(Record excerpts)

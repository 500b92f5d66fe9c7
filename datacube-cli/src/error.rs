//! CLI error handling with user-friendly messages.
//!
//! Every command returns `Result<_, CliError>`; `main` turns an error into a
//! message on stderr and exit code 1.

use std::fmt;
use std::process;

use datacube::app::BuildError;
use datacube::config::ConfigFileError;
use datacube::executor::InvokeError;
use datacube::landmask::LandMaskError;
use datacube::storage::StorageError;
use datacube::worker::WorkerError;

/// CLI-specific errors with user-friendly messages.
#[derive(Debug)]
pub enum CliError {
    /// Failed to initialize logging
    LoggingInit(String),
    /// Invalid combination of flags and config
    Config(String),
    /// Unreadable or invalid config file
    ConfigFile(ConfigFileError),
    /// Land mask could not be loaded
    LandMask(LandMaskError),
    /// Store could not be opened
    Storage(StorageError),
    /// Execution backend could not be created
    Backend(InvokeError),
    /// Worker entry point failed
    Worker(WorkerError),
    /// Build aborted
    Build(BuildError),
}

impl CliError {
    /// Exit the process with an appropriate error message and code.
    pub fn exit(&self) -> ! {
        eprintln!("Error: {}", self);

        match self {
            CliError::Build(BuildError::Storage(StorageError::MissingArray(_))) => {
                eprintln!();
                eprintln!("The target array does not exist yet.");
                eprintln!("Run once without --no-initialize to create the schema.");
            }
            CliError::Config(_) | CliError::ConfigFile(_) => {
                eprintln!();
                eprintln!(
                    "Settings are read from {} unless --config is given.",
                    datacube::config::config_file_path().display()
                );
            }
            _ => {}
        }

        process::exit(1)
    }
}

impl fmt::Display for CliError {
    fn fmt(&self, f: &mut fmt::Formatter<'_>) -> fmt::Result {
        match self {
            CliError::LoggingInit(msg) => write!(f, "Failed to initialize logging: {}", msg),
            CliError::Config(msg) => write!(f, "Configuration error: {}", msg),
            CliError::ConfigFile(e) => write!(f, "{}", e),
            CliError::LandMask(e) => write!(f, "Failed to load land mask: {}", e),
            CliError::Storage(e) => write!(f, "Failed to open store: {}", e),
            CliError::Backend(e) => write!(f, "Failed to create backend: {}", e),
            CliError::Worker(e) => write!(f, "Worker error: {}", e),
            CliError::Build(e) => write!(f, "Build failed: {}", e),
        }
    }
}

impl std::error::Error for CliError {
    fn source(&self) -> Option<&(dyn std::error::Error + 'static)> {
        match self {
            CliError::ConfigFile(e) => Some(e),
            CliError::LandMask(e) => Some(e),
            CliError::Storage(e) => Some(e),
            CliError::Backend(e) => Some(e),
            CliError::Worker(e) => Some(e),
            CliError::Build(e) => Some(e),
            _ => None,
        }
    }
}

impl From<ConfigFileError> for CliError {
    fn from(e: ConfigFileError) -> Self {
        CliError::ConfigFile(e)
    }
}

impl From<LandMaskError> for CliError {
    fn from(e: LandMaskError) -> Self {
        CliError::LandMask(e)
    }
}

impl From<StorageError> for CliError {
    fn from(e: StorageError) -> Self {
        CliError::Storage(e)
    }
}

impl From<InvokeError> for CliError {
    fn from(e: InvokeError) -> Self {
        CliError::Backend(e)
    }
}

impl From<WorkerError> for CliError {
    fn from(e: WorkerError) -> Self {
        CliError::Worker(e)
    }
}

impl From<BuildError> for CliError {
    fn from(e: BuildError) -> Self {
        CliError::Build(e)
    }
}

(End Record excerpts)

## Task statement
Looking over the records, find each line with the word "WorkerError" and copy it.

## Output of the exercise
use datacube::worker::WorkerError;
    Worker(WorkerError),
impl From<WorkerError> for CliError {
    fn from(e: WorkerError) -> Self {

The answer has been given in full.